(Stored data entries)
^^^^^^^^

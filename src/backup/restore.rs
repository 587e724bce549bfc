//! Unpacking containers written by the pipeline.

use crate::backup::archive::INCOMPLETE_PREFIX;
use crate::backup::compress::CompressorConfig;
use crate::backup::function_path;
use crate::backup::result_error::error::Error;
use crate::backup::result_error::result::Result;
use crate::backup::result_error::{AddFunctionName, AddMsg};
use crate::backup::scan::top_level_entries;
use crate::backup::tar::{extract_container, list_entries};
use crate::backup::validate::validate_dir_exist;
use function_name::named;
use std::path::{Path, PathBuf};

fn is_container(path: &Path) -> bool {
    let Some(name) = path.file_name().map(|n| n.to_string_lossy()) else {
        return false;
    };
    path.is_file()
        && !name.starts_with(INCOMPLETE_PREFIX)
        && (name.ends_with(".tar") || name.ends_with(".tar.xz"))
}

/// Unpacks one container into `destination`; the codec is picked from the file name.
#[named]
pub fn restore<P1: AsRef<Path>, P2: AsRef<Path>>(archive: P1, destination: P2) -> Result<()> {
    let archive = archive.as_ref();
    if !archive.is_file() {
        return Err(Error::NotFound(archive.to_path_buf()));
    }
    let compressor = CompressorConfig::detect(archive);
    tracing::info!("Restoring {:?} into {:?}", archive, destination.as_ref());
    extract_container(archive, &compressor, destination).add_fn_name(function_path!())
}

/// Unpacks every container of a backup directory into `destination`, in name order.
/// Returns the containers that were restored.
pub fn restore_backup_dir<P1: AsRef<Path>, P2: AsRef<Path>>(
    backup_dir: P1,
    destination: P2,
) -> Result<Vec<PathBuf>> {
    let backup_dir = backup_dir.as_ref();
    validate_dir_exist(backup_dir).map_err(|_| Error::NotFound(backup_dir.to_path_buf()))?;
    let containers: Vec<PathBuf> = top_level_entries(backup_dir)?
        .into_iter()
        .filter(|p| is_container(p))
        .collect();
    for container in &containers {
        restore(container, destination.as_ref())
            .add_msg(format!("Restoring {:?} failed", container))?;
    }
    Ok(containers)
}

/// Entry names stored in a container.
pub fn contents<P: AsRef<Path>>(archive: P) -> Result<Vec<String>> {
    let archive = archive.as_ref();
    list_entries(archive, &CompressorConfig::detect(archive))
}
impl<A: Archiver> BackupPipeline<A> {
    pub(super) fn run_split_merge(
        &self,
        units: Vec<ScannedUnit>,
        backup_dir: &Path,
        metadata: &mut MetadataStore,
        summary: &mut BackupSummary,
    ) -> Result<()> {
        let staging = backup_dir.join(STAGING_DIR);
        std::fs::create_dir_all(&staging)?;
        super::sweep_incomplete(&staging);

        // Units whose subtree belongs in the merged containers.
        let mut live: BTreeSet<String> = units.iter().map(|(name, _)| name.clone()).collect();
        let mut pending = Vec::with_capacity(units.len());
        for (name, unit) in units {
            match unit {
                Ok(unit) if unit.is_empty() => {
                    live.remove(&name);
                    self.skip_empty(summary, &name)
                }
                Ok(unit) => pending.push((name, unit)),
                Err(e) => self.fail(summary, &name, e),
            }
        }

        let mut cancelled = false;
        let (tx, rx) = channel::<StageReport>();
        self.pool.in_place_scope(|scope| -> Result<()> {
            for (name, unit) in &pending {
                let tx = tx.clone();
                let previous = metadata.get(name).cloned();
                let staging = staging.as_path();
                scope.spawn(move |_| {
                    let outcome = self.stage_unit(name, unit, previous.as_ref(), staging);
                    let _ = tx.send(StageReport {
                        unit: name.clone(),
                        outcome,
                    });
                });
            }
            drop(tx);

            // Only this thread touches the record, one finished unit at a time.
            for report in rx {
                let StageReport { unit, outcome } = report;
                match outcome {
                    Ok(StageOutcome::Empty) => {
                        live.remove(&unit);
                        self.skip_empty(summary, &unit)
                    }
                    Ok(StageOutcome::UpToDate) => {
                        self.complete(summary, &unit, UnitState::UpToDate)
                    }
                    Ok(StageOutcome::Staged { digest, containers }) => {
                        tracing::debug!("Staged {unit} in {:?}", containers);
                        metadata.record(unit.as_str(), digest);
                        metadata
                            .save()
                            .add_msg(format!("Recording backup of {unit} failed"))?;
                        self.complete(summary, &unit, UnitState::MetadataUpdated);
                    }
                    Err(e) if e.is_cancelled() => cancelled = true,
                    Err(e) => self.fail(summary, &unit, e),
                }
            }
            Ok(())
        })?;

        if cancelled {
            return Err(Error::Cancelled);
        }

        let gone: Vec<String> = metadata
            .iter()
            .map(|(name, _)| name)
            .filter(|name| !live.contains(name.as_str()))
            .cloned()
            .collect();
        match self.merge(&staging, backup_dir, &live, !gone.is_empty()) {
            Ok(Some(merged)) => {
                merged.into_iter().for_each(|path| summary.record_archive(path));
                if !gone.is_empty() {
                    tracing::info!("Dropped {:?} from the backup", gone);
                    gone.iter().for_each(|name| {
                        metadata.remove(name);
                    });
                    metadata
                        .save()
                        .add_msg("Recording removed units failed")?;
                }
            }
            Ok(None) => tracing::info!("No staged units, merged archive left as is"),
            Err(e) if e.is_cancelled() => return Err(e),
            Err(e) => {
                tracing::error!("Merge failed, staged containers kept for the next run");
                return Err(Error::MergeFailure(Box::new(e)));
            }
        }
        Ok(())
    }

    /// Runs on a pool worker. Fingerprints the unit and archives it into the staging
    /// directory when it differs from `previous`.
    fn stage_unit(
        &self,
        name: &str,
        unit: &BackupUnit,
        previous: Option<&Digest>,
        staging: &Path,
    ) -> Result<StageOutcome> {
        self.cancel.check()?;
        self.observer.on_unit_started(name, unit.files().len());
        let Some(digest) = self.fingerprint(unit)? else {
            return Ok(StageOutcome::Empty);
        };
        let decision = detect(previous, &digest);
        tracing::debug!("{name} fingerprint {digest}: {decision}");
        if decision == ChangeDecision::Unchanged {
            return Ok(StageOutcome::UpToDate);
        }

        let classification = classify(unit.files(), self.config.skip_extensions());
        match self.write_unit(name, classification, staging) {
            Ok(containers) => Ok(StageOutcome::Staged { digest, containers }),
            Err(e) => {
                // Half a unit must not reach the merge.
                for path in self.unit_containers(staging, name) {
                    if let Err(remove) = remove_path(&path) {
                        tracing::warn!("Cannot remove staged {:?}: {}", path, remove);
                    }
                }
                Err(Error::compression_failure(name, e))
            }
        }
    }

    /// Folds every staged container into the containers of `<source name>` under
    /// `backup_dir`.
    ///
    /// The previous merged containers are unpacked first so units that were not staged
    /// this time are carried forward. A staged unit replaces its whole subtree, and
    /// subtrees of units missing from `live` are dropped. The merged containers are only
    /// replaced once the new ones are complete. Nothing happens when no unit was staged
    /// and nothing needs dropping.
    fn merge(
        &self,
        staging: &Path,
        backup_dir: &Path,
        live: &BTreeSet<String>,
        drop_gone: bool,
    ) -> Result<Option<Vec<PathBuf>>> {
        let staged: Vec<PathBuf> = top_level_entries(staging)?
            .into_iter()
            .filter(|p| {
                p.is_file()
                    && p.file_name()
                        .map(|n| n.to_string_lossy())
                        .is_some_and(|n| !n.starts_with(INCOMPLETE_PREFIX))
            })
            .collect();
        if staged.is_empty() && !drop_gone {
            return Ok(None);
        }

        let source_name = self.config.source_name();
        let [main, side] = self.unit_containers(backup_dir, &source_name);
        let scratch = tempfile::Builder::new()
            .prefix(MERGE_SCRATCH_PREFIX)
            .tempdir_in(backup_dir)?;
        let tree = scratch.path().join("tree");
        std::fs::create_dir_all(&tree)?;

        for (archiver, previous) in [(&self.compressing, &main), (&self.storing, &side)] {
            if previous.exists() {
                tracing::info!("Carrying forward {:?}", previous);
                archiver
                    .extract(previous, &tree)
                    .add_msg(format!("Unpacking previous archive {:?} failed", previous))?;
            }
        }

        let unpacked = scratch.path().join("staged");
        let compressed_suffix = format!(".{}", self.compressing.container_ext());
        for container in &staged {
            self.cancel.check()?;
            let archiver = if container.to_string_lossy().ends_with(&compressed_suffix) {
                &self.compressing
            } else {
                &self.storing
            };
            archiver
                .extract(container, &unpacked)
                .add_msg(format!("Unpacking staged container {:?} failed", container))?;
        }
        if unpacked.exists() {
            for top in top_level_entries(&unpacked)? {
                let Some(file_name) = top.file_name() else {
                    continue;
                };
                let dst = tree.join(file_name);
                remove_path(&dst)?;
                std::fs::rename(&top, &dst)?;
            }
        }

        for top in top_level_entries(&tree)? {
            let name = top
                .file_name()
                .map(|n| n.to_string_lossy().to_string())
                .unwrap_or_default();
            if !live.contains(&name) {
                tracing::info!("Dropping {name}, it is no longer in the source");
                remove_path(&top)?;
            }
        }

        let files = scan_sorted(&tree, "", &GlobSet::empty())?;
        tracing::info!(
            "Merging {} staged containers into {:?} ({} entries)",
            staged.len(),
            main,
            files.len()
        );
        let classification = classify(&files, self.config.skip_extensions());
        let merged = self.write_unit(&source_name, classification, backup_dir)?;

        for container in &staged {
            std::fs::remove_file(container)?;
        }
        Ok(Some(merged))
    }
}
use crate::backup::function_path;
use crate::backup::result_error::error::Error;
use crate::backup::result_error::result::Result;
use crate::backup::result_error::{AddFunctionName, AddMsg};
use crate::backup::unit::FileUnit;

use derive_more::{Display, From};
use dyn_iter::{DynIter, IntoDynIterator};
use function_name::named;
use getset::Getters;
use globset::{Glob, GlobBuilder, GlobSet, GlobSetBuilder};
use serde::de::Visitor;
use serde::{Deserialize, Deserializer, Serialize};
use walkdir::{DirEntry, WalkDir};

use std::fmt::{Debug, Formatter};
use std::path::{Path, PathBuf};
use std::result;

/// A glob pattern wrapper that handles custom deserialization
///
/// Wraps `globset::Glob` so exclude patterns can be written as plain strings in the
/// config file. Literal separator mode is always on, so `*` never crosses a `/`.
#[derive(Clone, Debug, From, Display, Serialize, PartialEq, Eq, Getters)]
#[serde(transparent)]
#[getset(get = "pub")]
pub struct CustomDeserializedGlob {
    glob: Glob,
}

impl CustomDeserializedGlob {
    pub fn parse<S: AsRef<str>>(pattern: S) -> Result<Self> {
        Ok(GlobBuilder::new(pattern.as_ref())
            .literal_separator(true)
            .build()?
            .into())
    }
}

struct CustomGlobVisitor;

impl Visitor<'_> for CustomGlobVisitor {
    type Value = CustomDeserializedGlob;

    fn expecting(&self, formatter: &mut Formatter) -> std::fmt::Result {
        formatter.write_str("a glob pattern")
    }

    fn visit_str<E>(self, v: &str) -> result::Result<Self::Value, E>
    where
        E: serde::de::Error,
    {
        CustomDeserializedGlob::parse(v).map_err(serde::de::Error::custom)
    }
}

impl<'de> Deserialize<'de> for CustomDeserializedGlob {
    fn deserialize<D: Deserializer<'de>>(deserializer: D) -> result::Result<Self, D::Error> {
        deserializer.deserialize_str(CustomGlobVisitor)
    }
}

pub fn build_exclude_set(globs: &[CustomDeserializedGlob]) -> Result<GlobSet> {
    let mut builder = GlobSetBuilder::new();
    globs.iter().for_each(|g| {
        builder.add(g.glob.clone());
    });
    Ok(builder.build()?)
}

/// Walks `root` and yields every regular file as a [`FileUnit`].
///
/// The unit's relative path is `base` joined with the path below `root`; exclude
/// patterns are matched against that relative path. Ordering is whatever the
/// filesystem returns, callers sort.
#[named]
pub fn scan_files<'a, P1: AsRef<Path>, P2: AsRef<Path>>(
    root: P1,
    base: P2,
    exclude: &GlobSet,
) -> Result<DynIter<'a, Result<FileUnit>>> {
    let root = root.as_ref().to_path_buf();
    if !root.is_dir() {
        tracing::error!("Scan root does not exist or is not a directory: {:?}", root);
        return Err(Error::NotFound(root));
    }

    tracing::debug!("Scanning directory {:?}", root);
    let base = base.as_ref().to_path_buf();
    let exclude = exclude.clone();
    let entries = WalkDir::new(&root)
        .follow_links(true)
        .into_iter()
        .filter_map(move |res| match res {
            Ok(de) => process_dir_entry(de, &root, &base, &exclude),
            Err(e) => Some(Err(e.into())),
        })
        .map(move |res| res.add_fn_name(function_path!()));

    Ok(entries.into_dyn_iter())
}

fn process_dir_entry(
    de: DirEntry,
    root: &Path,
    base: &Path,
    exclude: &GlobSet,
) -> Option<Result<FileUnit>> {
    if !de.file_type().is_file() {
        tracing::trace!("Skipping {:?} not a file", de.path());
        return None;
    }

    let relative = match de.path().strip_prefix(root) {
        Ok(stripped) => base.join(stripped),
        Err(e) => {
            return Some(Err(Error::from(e).add_msg(format!(
                "Stripping {:?} from {:?} failed",
                root,
                de.path()
            ))))
        }
    };

    if exclude.is_match(&relative) {
        tracing::debug!("Excluding {:?}", relative);
        return None;
    }

    let size = match de.metadata() {
        Ok(md) => md.len(),
        Err(e) => return Some(Err(e.into())),
    };

    let unit = FileUnit::new(de.into_path(), relative, size);
    tracing::trace!("Including file: {:?} -> {:?}", unit.path(), unit.relative());
    Some(Ok(unit))
}

/// Scans `root` and returns its files sorted by relative path.
///
/// The order is [`Path`] order, compared component by component, so `a/b` comes
/// before `a.txt`. Tree digests depend on it.
pub fn scan_sorted<P1: AsRef<Path>, P2: AsRef<Path>>(
    root: P1,
    base: P2,
    exclude: &GlobSet,
) -> Result<Vec<FileUnit>> {
    let mut files = scan_files(root, base, exclude)?.collect::<Result<Vec<_>>>()?;
    files.sort_unstable_by(|a, b| a.relative().cmp(b.relative()));
    Ok(files)
}

/// Lists the direct children of `root`, sorted by name.
pub fn top_level_entries<P: AsRef<Path>>(root: P) -> Result<Vec<PathBuf>> {
    let mut entries = std::fs::read_dir(root.as_ref())?
        .map(|r| r.map(|de| de.path()))
        .collect::<std::io::Result<Vec<_>>>()?;
    entries.sort_unstable();
    Ok(entries)
}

^^^^^^^^

--- AIM OF THE EXERCISE ---
Copy, from the lines above, each one that holds "pending".

--- ANSWER TO THIS PROBLEM ---
        let mut pending = Vec::with_capacity(units.len());
                Ok(unit) => pending.push((name, unit)),
            for (name, unit) in &pending {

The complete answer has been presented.